Although saffron is most famously known as a culinary spice, used to flavor such classic European dishes as paella and bouillabaisse, and is a common ingredient in Middle Eastern and Asian cuisine, it has also been valued medicinally by eastern cultures for millennia.
In Ayurvedic medicine saffron is used as a mood booster and in the treatment of depression and anxiety. Saffron contains over 150 compounds, most notably crocin, crocetin and safranal, all three of which are potent antioxidants. There have been several clinical trials looking at the medicinal benefits of saffron, which have identified the great potential for saffron to help with many conditions.
In addition to being a mood-booster and treatment for depression and anxiety, these include:
1. anti-inflammatory properties
2. reduction in appetite and assisting in weight loss
3. improving mental function
4. relieving the symptoms of premenstrual syndrome
5. protecting brain cells from oxidative stress
6. aiding in erectile dysfunction and acting as an aphrodisiac
7. treating early stages of macular degeneration
8. prevention and treatment of Parkinson's Disease
9. reduction of cholesterol, among other cardiovascular benefits
10. lessening the effects of Alzheimer's Disease
11. the prevention and treatment of various types of cancer
12. improving sleep quality
13. improving skin condition
Only authentic high quality saffron exerts beneficial health effects.
Although saffron supplements are available, there is often no guarantee of the quality of the saffron used, nor that it hasn’t been adulterated. Because of the high value of saffron it is frequently tampered with and cut with other substances (such as turmeric or safflower) to bulk it out.
For this reason it is vital to purchase your saffron from a trustworthy source.

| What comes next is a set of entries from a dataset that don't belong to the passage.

//! UN/CEFACT Recommendation 20 unit codes, grouped by sector.
//!
//! The full Rec 20 list has ~2000 codes; this covers the subset used in
//! commercial documents. Sectors follow the Rec 20 quantity groups, with
//! packaging units (Rec 21 "X" codes and their Rec 20 counterparts) as an
//! extra sector.

use serde::{Deserialize, Serialize};

/// Quantity group a unit belongs to.
#[derive(Debug, Clone, Copy, PartialEq, Eq, Hash, PartialOrd, Ord, Serialize, Deserialize)]
pub enum UnitSector {
    /// Length, area, volume, time, velocity.
    SpaceAndTime,
    /// Frequencies.
    Periodic,
    /// Mass, force, pressure, mechanical energy.
    Mechanics,
    /// Temperature.
    Heat,
    /// Electrical power, energy, voltage.
    Electricity,
    /// Sound levels.
    Acoustics,
    /// Counts and dimensionless ratios.
    Dimensionless,
    /// Packaging and shipping units.
    Packaging,
}

impl UnitSector {
    /// All sectors in declaration order.
    pub const ALL: [Self; 8] = [
        Self::SpaceAndTime,
        Self::Periodic,
        Self::Mechanics,
        Self::Heat,
        Self::Electricity,
        Self::Acoustics,
        Self::Dimensionless,
        Self::Packaging,
    ];

    /// Rec 20 group number (packaging has none and uses 99).
    pub fn group_number(self) -> u8 {
        match self {
            Self::SpaceAndTime => 1,
            Self::Periodic => 2,
            Self::Mechanics => 3,
            Self::Heat => 4,
            Self::Electricity => 5,
            Self::Acoustics => 7,
            Self::Dimensionless => 11,
            Self::Packaging => 99,
        }
    }
}

/// A Rec 20 unit of measure.
#[derive(Debug, Clone, Copy, PartialEq, Eq, Serialize)]
pub struct Unit {
    /// Common code (e.g. "KGM").
    pub code: &'static str,
    /// English name.
    pub name: &'static str,
    /// Quantity group.
    pub sector: UnitSector,
}

/// Check whether `code` is a known UN/CEFACT Rec 20 unit code.
pub fn is_known_unit_code(code: &str) -> bool {
    unit(code).is_some()
}

/// Look up a unit by its common code.
pub fn unit(code: &str) -> Option<&'static Unit> {
    UNITS
        .binary_search_by(|u| u.code.cmp(code))
        .ok()
        .map(|idx| &UNITS[idx])
}

/// All units in `sector`, in code order.
pub fn units_in_sector(sector: UnitSector) -> impl Iterator<Item = &'static Unit> {
    UNITS.iter().filter(move |u| u.sector == sector)
}

const fn u(code: &'static str, name: &'static str, sector: UnitSector) -> Unit {
    Unit { code, name, sector }
}

use UnitSector::*;

/// Sorted by code for binary search.
static UNITS: &[Unit] = &[
    u("2N", "decibel", Acoustics),
    u("4K", "kilovolt ampere (reactive)", Electricity),
    u("ANN", "year", SpaceAndTime),
    u("BAR", "bar", Mechanics),
    u("BLL", "barrel (US)", SpaceAndTime),
    u("BX", "box", Packaging),
    u("C62", "one", Dimensionless),
    u("CCM", "cubic centimetre", SpaceAndTime),
    u("CEL", "degree Celsius", Heat),
    u("CLT", "centilitre", SpaceAndTime),
    u("CMK", "square centimetre", SpaceAndTime),
    u("CMT", "centimetre", SpaceAndTime),
    u("CS", "case", Packaging),
    u("CT", "carton", Packaging),
    u("DAY", "day", SpaceAndTime),
    u("DMQ", "cubic decimetre", SpaceAndTime),
    u("DMT", "decimetre", SpaceAndTime),
    u("DZN", "dozen", Dimensionless),
    u("EA", "each", Dimensionless),
    u("FAH", "degree Fahrenheit", Heat),
    u("FOT", "foot", SpaceAndTime),
    u("GLL", "gallon (US)", SpaceAndTime),
    u("GM", "gram per square metre", Mechanics),
    u("GRM", "gram", Mechanics),
    u("GRO", "gross", Dimensionless),
    u("GWH", "gigawatt hour", Electricity),
    u("HAR", "hectare", SpaceAndTime),
    u("HLT", "hectolitre", SpaceAndTime),
    u("HTZ", "hertz", Periodic),
    u("HUR", "hour", SpaceAndTime),
    u("INH", "inch", SpaceAndTime),
    u("JOU", "joule", Mechanics),
    u("KEL", "kelvin", Heat),
    u("KGM", "kilogram", Mechanics),
    u("KGS", "kilogram per second", Mechanics),
    u("KHZ", "kilohertz", Periodic),
    u("KMH", "kilometre per hour", SpaceAndTime),
    u("KMT", "kilometre", SpaceAndTime),
    u("KVA", "kilovolt - ampere", Electricity),
    u("KVT", "kilovolt", Electricity),
    u("KWH", "kilowatt hour", Electricity),
    u("KWT", "kilowatt", Electricity),
    u("LBR", "pound", Mechanics),
    u("LM", "linear metre", SpaceAndTime),
    u("LPA", "litre of pure alcohol", Dimensionless),
    u("LS", "lump sum", Dimensionless),
    u("LTR", "litre", SpaceAndTime),
    u("MAW", "megawatt", Electricity),
    u("MBR", "millibar", Mechanics),
    u("MGM", "milligram", Mechanics),
    u("MHZ", "megahertz", Periodic),
    u("MIN", "minute [unit of time]", SpaceAndTime),
    u("MLT", "millilitre", SpaceAndTime),
    u("MMK", "square millimetre", SpaceAndTime),
    u("MMT", "millimetre", SpaceAndTime),
    u("MON", "month", SpaceAndTime),
    u("MQH", "cubic metre per hour", SpaceAndTime),
    u("MTK", "square metre", SpaceAndTime),
    u("MTQ", "cubic metre", SpaceAndTime),
    u("MTR", "metre", SpaceAndTime),
    u("MTS", "metre per second", SpaceAndTime),
    u("MWH", "megawatt hour (1000 kW.h)", Electricity),
    u("NAR", "number of articles", Dimensionless),
    u("NPR", "number of pairs", Dimensionless),
    u("P1", "percent", Dimensionless),
    u("PA", "packet", Packaging),
    u("PK", "pack", Packaging),
    u("PR", "pair", Dimensionless),
    u("RO", "roll", Packaging),
    u("SA", "sack", Packaging),
    u("SEC", "second [unit of time]", SpaceAndTime),
    u("SET", "set", Dimensionless),
    u("SMI", "mile (statute mile)", SpaceAndTime),
    u("ST", "sheet", Packaging),
    u("STN", "ton (US) or short ton (UK/US)", Mechanics),
    u("TNE", "tonne (metric ton)", Mechanics),
    u("WEE", "week", SpaceAndTime),
    u("XBD", "bundle", Packaging),
    u("XBG", "bag", Packaging),
    u("XBX", "box", Packaging),
    u("XCT", "carton", Packaging),
    u("XPA", "packet", Packaging),
    u("XPK", "package", Packaging),
    u("XPX", "pallet", Packaging),
    u("XRO", "roll", Packaging),
    u("XSA", "sack", Packaging),
    u("XST", "sheet", Packaging),
    u("YRD", "yard", SpaceAndTime),
];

If you're looking for ways to simply reap some of the many benefits of consuming saffron, there's no easier way than making 'saffron tea' or 'saffron water.'
Adding a little saffron to your favorite recipes
To do this, add a few saffron strands to a small amount of your warm cooking liquid (white wine, water, broth, cream), thus pulling the flavor and color from the threads, then add the liquid and saffron to the dish at the end of cooking.
Remember, the rule of thumb with high quality saffron is that a little goes a long way.